Stored data:
#####

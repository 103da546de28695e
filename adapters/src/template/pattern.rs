//! Response patterns
//!
//! A pattern mirrors the shape of a bank body. String leaves written as
//! `{{field}}` name the capture; everything else in the pattern is structure.

use crate::{Error, Result};
use quick_xml::events::Event;
use quick_xml::Reader;
use serde_json::Value;
use std::collections::HashMap;

/// Field name to captured text
pub type Captures = HashMap<String, String>;

fn placeholder(leaf: &str) -> Option<&str> {
    leaf.trim()
        .strip_prefix("{{")
        .and_then(|rest| rest.strip_suffix("}}"))
        .map(str::trim)
        .filter(|name| !name.is_empty())
}

fn captured_text(value: &Value) -> Option<String> {
    match value {
        Value::Null => None,
        Value::String(s) => Some(s.clone()),
        other => Some(other.to_string().replace('"', "")),
    }
}

/// Walk `body` alongside `pattern`, collecting placeholder values.
///
/// Arrays in the pattern apply their first element to the first element of
/// the body array. Paths missing from the body are skipped.
pub fn capture_json(pattern: &Value, body: &Value, captures: &mut Captures) {
    match pattern {
        Value::String(leaf) => {
            if let Some(name) = placeholder(leaf) {
                if let Some(text) = captured_text(body) {
                    captures.insert(name.to_string(), text);
                }
            }
        }
        Value::Object(fields) => {
            for (key, sub_pattern) in fields {
                if let Some(sub_body) = body.get(key) {
                    capture_json(sub_pattern, sub_body, captures);
                }
            }
        }
        Value::Array(items) => {
            if let (Some(sub_pattern), Some(sub_body)) = (items.first(), body.get(0)) {
                capture_json(sub_pattern, sub_body, captures);
            }
        }
        _ => {}
    }
}

/// Capture the text of XML elements by local name, ignoring namespaces.
///
/// The first occurrence of each element wins.
pub fn capture_xml(fields: &[(&str, &str)], body: &str) -> Result<Captures> {
    let mut reader = Reader::from_str(body);
    reader.config_mut().trim_text(true);

    let mut captures = Captures::new();
    let mut current: Option<String> = None;

    loop {
        match reader.read_event()? {
            Event::Start(element) => {
                let local = element.local_name();
                current = Some(String::from_utf8_lossy(local.as_ref()).into_owned());
            }
            Event::End(_) => current = None,
            Event::Text(text) => {
                let Some(element) = current.as_deref() else {
                    continue;
                };
                if let Some((_, field)) = fields.iter().find(|(name, _)| *name == element) {
                    let value = text.unescape()?.into_owned();
                    captures.entry(field.to_string()).or_insert(value);
                }
            }
            Event::CData(data) => {
                let Some(element) = current.as_deref() else {
                    continue;
                };
                if let Some((_, field)) = fields.iter().find(|(name, _)| *name == element) {
                    let value = String::from_utf8_lossy(&data.into_inner()).into_owned();
                    captures.entry(field.to_string()).or_insert(value);
                }
            }
            Event::Eof => break,
            _ => {}
        }
    }

    Ok(captures)
}

/// Parse a JSON pattern definition
pub fn parse_pattern(pattern: &str) -> Result<Value> {
    serde_json::from_str(pattern).map_err(|e| Error::Template(format!("invalid pattern: {}", e)))
}
//! Itaú ticket exchange and registration against a mocked bank

mod common;

use boleto_core::{BankNumber, StatusClass};
use common::{registry, request, BARCODE, LINE_DIGITS, LINE_FORMATTED};
use serde_json::json;
use wiremock::matchers::{body_partial_json, body_string_contains, header, method, path};
use wiremock::{Mock, MockServer, ResponseTemplate};

const TICKET_PATH: &str = "/identity/connect/token";
const REGISTER_PATH: &str = "/codigo_barras/registro";

async fn mount_ticket(server: &MockServer) {
    Mock::given(method("POST"))
        .and(path(TICKET_PATH))
        .and(body_string_contains("grant_type=client_credentials"))
        .and(body_string_contains("client_id=client-id"))
        .respond_with(ResponseTemplate::new(200).set_body_json(json!({
            "access_token": "itau-ticket",
            "token_type": "Bearer",
            "expires_in": 300
        })))
        .expect(1)
        .mount(server)
        .await;
}

#[tokio::test]
async fn test_ticket_then_register() {
    let server = MockServer::start().await;
    mount_ticket(&server).await;
    Mock::given(method("POST"))
        .and(path(REGISTER_PATH))
        .and(header("access_token", "itau-ticket"))
        .and(header("itau-chave", "3b5a6e4c-account"))
        .and(header("identificador", "11222333000181"))
        .and(body_partial_json(json!({
            "tipo_ambiente": "1",
            "nosso_numero": "12345678",
            "digito_verificador_nosso_numero": "0",
            "especie": "01",
            "beneficiario": {
                "agencia_beneficiario": "0057",
                "conta_beneficiario": "0012345"
            }
        })))
        .respond_with(ResponseTemplate::new(200).set_body_json(json!({
            "codigo_barras": BARCODE,
            "numero_linha_digitavel": LINE_DIGITS,
            "nosso_numero": "12345678"
        })))
        .expect(1)
        .mount(&server)
        .await;

    let outcome = registry(&server.uri())
        .register_boleto(request(BankNumber::Itau))
        .await;

    assert_eq!(outcome.status, StatusClass::Ok);
    assert_eq!(outcome.response.digitable_line(), LINE_FORMATTED);
    assert_eq!(outcome.response.our_number(), "12345678");
}

#[tokio::test]
async fn test_forbidden_ticket_is_bad_gateway() {
    let server = MockServer::start().await;
    Mock::given(method("POST"))
        .and(path(TICKET_PATH))
        .respond_with(ResponseTemplate::new(403))
        .expect(1)
        .mount(&server)
        .await;
    Mock::given(method("POST"))
        .and(path(REGISTER_PATH))
        .respond_with(ResponseTemplate::new(200))
        .expect(0)
        .mount(&server)
        .await;

    let outcome = registry(&server.uri())
        .register_boleto(request(BankNumber::Itau))
        .await;

    assert_eq!(outcome.status, StatusClass::BadGateway);
    let error = outcome.response.first_error().unwrap();
    assert_eq!(error.code, "MP502");
    assert_eq!(error.message, "403 Forbidden");
}

#[tokio::test]
async fn test_rejected_ticket_keeps_bank_message() {
    let server = MockServer::start().await;
    Mock::given(method("POST"))
        .and(path(TICKET_PATH))
        .respond_with(
            ResponseTemplate::new(400).set_body_json(json!({ "errorMessage": "invalid_client" })),
        )
        .mount(&server)
        .await;

    let outcome = registry(&server.uri())
        .register_boleto(request(BankNumber::Itau))
        .await;

    assert_eq!(outcome.status, StatusClass::BadGateway);
    assert_eq!(outcome.response.first_error().unwrap().message, "invalid_client");
}

#[tokio::test]
async fn test_html_error_page_is_hidden() {
    let server = MockServer::start().await;
    mount_ticket(&server).await;
    Mock::given(method("POST"))
        .and(path(REGISTER_PATH))
        .respond_with(
            ResponseTemplate::new(502)
                .set_body_raw("<html><body>Bad Gateway</body></html>", "text/html"),
        )
        .mount(&server)
        .await;

    let outcome = registry(&server.uri())
        .register_boleto(request(BankNumber::Itau))
        .await;

    assert_eq!(outcome.status, StatusClass::InternalServerError);
    assert_eq!(outcome.response.first_error().unwrap().code, "MP500");
}

#[tokio::test]
async fn test_invalid_account_digit_never_reaches_the_bank() {
    let server = MockServer::start().await;
    Mock::given(method("POST"))
        .respond_with(ResponseTemplate::new(200))
        .expect(0)
        .mount(&server)
        .await;

    let mut boleto = request(BankNumber::Itau);
    boleto.agreement.account_digit = "77".to_string();
    let outcome = registry(&server.uri()).register_boleto(boleto).await;

    assert_eq!(outcome.status, StatusClass::BadRequest);
}
//! HTTP/TLS transport shared by the bank adapters
//!
//! One `Transport` per adapter instance. The reqwest client (and its
//! connection pool) is built lazily exactly once; for mutual-TLS banks that
//! includes loading the client identity from the certificate provider, which
//! is the expensive part.

use crate::certificate::{load_pem, CertificateProvider, PemKind};
use crate::{Error, Result};
use once_cell::sync::OnceCell;
use reqwest::{Client, Identity, Method};
use std::sync::Arc;
use std::time::{Duration, Instant};
use tracing::{debug, info, warn};

/// Logical names of a mutual-TLS client certificate and key
#[derive(Debug, Clone, PartialEq, Eq)]
pub struct ClientIdentity {
    /// Certificate name
    pub certificate: String,
    /// Private key name
    pub key: String,
}

/// Body of an outbound request
#[derive(Debug, Clone, PartialEq, Eq)]
pub enum RequestBody {
    /// Pre-rendered payload with its content type
    Raw {
        /// Content-Type header
        content_type: String,
        /// Payload
        payload: String,
    },
    /// `application/x-www-form-urlencoded` pairs
    Form(Vec<(String, String)>),
}

/// Fully rendered request, ready to send
#[derive(Debug, Clone, PartialEq, Eq)]
pub struct OutboundRequest {
    /// HTTP method
    pub method: Method,
    /// Target URL
    pub url: String,
    /// Extra headers
    pub headers: Vec<(String, String)>,
    /// Body
    pub body: RequestBody,
}

impl OutboundRequest {
    /// POST with a raw payload
    pub fn post(url: impl Into<String>, content_type: &str, payload: String) -> Self {
        Self {
            method: Method::POST,
            url: url.into(),
            headers: Vec::new(),
            body: RequestBody::Raw {
                content_type: content_type.to_string(),
                payload,
            },
        }
    }

    /// POST with form pairs
    pub fn post_form(url: impl Into<String>, pairs: Vec<(String, String)>) -> Self {
        Self {
            method: Method::POST,
            url: url.into(),
            headers: Vec::new(),
            body: RequestBody::Form(pairs),
        }
    }

    /// Add a header
    pub fn header(mut self, name: impl Into<String>, value: impl Into<String>) -> Self {
        self.headers.push((name.into(), value.into()));
        self
    }
}

/// Bank answer, before any interpretation
#[derive(Debug, Clone, PartialEq, Eq)]
pub struct RawResponse {
    /// HTTP status
    pub status: u16,
    /// Content-Type header, empty when absent
    pub content_type: String,
    /// Body as text
    pub body: String,
}

impl RawResponse {
    /// Body looks like XML
    pub fn is_xml(&self) -> bool {
        self.content_type.contains("xml") || self.body.trim_start().starts_with('<')
    }

    /// Body looks like HTML
    pub fn is_html(&self) -> bool {
        self.content_type.contains("html")
            || self.body.trim_start().to_ascii_lowercase().starts_with("<!doctype html")
            || self.body.trim_start().to_ascii_lowercase().starts_with("<html")
    }
}

/// Lazily built HTTP client for one bank
pub struct Transport {
    bank: String,
    identity: Option<ClientIdentity>,
    accept_invalid_certs: bool,
    certificates: Arc<dyn CertificateProvider>,
    client: OnceCell<Client>,
}

impl Transport {
    /// Plain TLS transport
    pub fn plain(bank: impl Into<String>, certificates: Arc<dyn CertificateProvider>) -> Self {
        Self {
            bank: bank.into(),
            identity: None,
            accept_invalid_certs: false,
            certificates,
            client: OnceCell::new(),
        }
    }

    /// Mutual-TLS transport presenting `identity`
    pub fn mutual_tls(
        bank: impl Into<String>,
        identity: ClientIdentity,
        certificates: Arc<dyn CertificateProvider>,
    ) -> Self {
        Self {
            identity: Some(identity),
            ..Self::plain(bank, certificates)
        }
    }

    /// Skip server certificate verification
    pub fn accept_invalid_certs(mut self, accept: bool) -> Self {
        self.accept_invalid_certs = accept;
        self
    }

    /// True once the client has been built
    pub fn is_initialized(&self) -> bool {
        self.client.get().is_some()
    }

    /// Build the client now so construction failures surface early
    pub fn warm_up(&self) -> Result<()> {
        self.client().map(|_| ())
    }

    fn client(&self) -> Result<&Client> {
        self.client.get_or_try_init(|| self.build_client())
    }

    fn build_client(&self) -> Result<Client> {
        let mut builder = Client::builder()
            .use_rustls_tls()
            .danger_accept_invalid_certs(self.accept_invalid_certs);

        if let Some(identity) = &self.identity {
            let mut pem = load_pem(self.certificates.as_ref(), &identity.certificate, PemKind::Certificate)?;
            let key = load_pem(self.certificates.as_ref(), &identity.key, PemKind::PrivateKey)?;
            pem.push(b'\n');
            pem.extend_from_slice(&key);

            let identity = Identity::from_pem(&pem).map_err(|e| Error::Certificate {
                name: identity.certificate.clone(),
                reason: e.to_string(),
            })?;
            builder = builder.identity(identity);
        }

        let client = builder
            .build()
            .map_err(|e| Error::Connection(e.to_string()))?;

        info!(
            bank = %self.bank,
            mutual_tls = self.identity.is_some(),
            "Transport initialised"
        );

        Ok(client)
    }

    /// Send one request bounded by `timeout`.
    ///
    /// Any status code is a successful send; only transport failures are `Err`.
    pub async fn send(
        &self,
        request: OutboundRequest,
        timeout: Duration,
        operation: &str,
    ) -> Result<RawResponse> {
        let client = self.client()?;
        let start = Instant::now();

        info!(bank = %self.bank, operation = operation, url = %request.url, "Sending request to bank");

        let mut builder = client.request(request.method, &request.url).timeout(timeout);
        for (name, value) in &request.headers {
            builder = builder.header(name.as_str(), value.as_str());
        }
        builder = match request.body {
            RequestBody::Raw { content_type, payload } => builder
                .header(reqwest::header::CONTENT_TYPE, content_type)
                .body(payload),
            RequestBody::Form(pairs) => builder.form(&pairs),
        };

        let response = builder
            .send()
            .await
            .map_err(|e| self.transport_error(e, timeout, operation))?;

        let status = response.status().as_u16();
        let content_type = response
            .headers()
            .get(reqwest::header::CONTENT_TYPE)
            .and_then(|value| value.to_str().ok())
            .unwrap_or_default()
            .to_string();
        let body = response
            .text()
            .await
            .map_err(|e| self.transport_error(e, timeout, operation))?;

        info!(
            bank = %self.bank,
            operation = operation,
            status = status,
            elapsed_ms = start.elapsed().as_millis() as u64,
            "Bank responded"
        );
        debug!(bank = %self.bank, body = %body, "Bank response body");

        Ok(RawResponse {
            status,
            content_type,
            body,
        })
    }

    fn transport_error(&self, e: reqwest::Error, timeout: Duration, operation: &str) -> Error {
        warn!(bank = %self.bank, operation = operation, error = %e, "Bank call failed");

        if e.is_timeout() {
            Error::Timeout {
                seconds: timeout.as_secs(),
                operation: operation.to_string(),
            }
        } else {
            Error::Connection(e.to_string())
        }
    }
}

impl std::fmt::Debug for Transport {
    fn fmt(&self, f: &mut std::fmt::Formatter<'_>) -> std::fmt::Result {
        f.debug_struct("Transport")
            .field("bank", &self.bank)
            .field("identity", &self.identity)
            .field("initialized", &self.is_initialized())
            .finish()
    }
}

#####

YOUR ASSIGNMENT:
Using the entries, state how many of their lines hold "fields"; give the number and no more.

SOLUTION TO THE EXERCISE:
5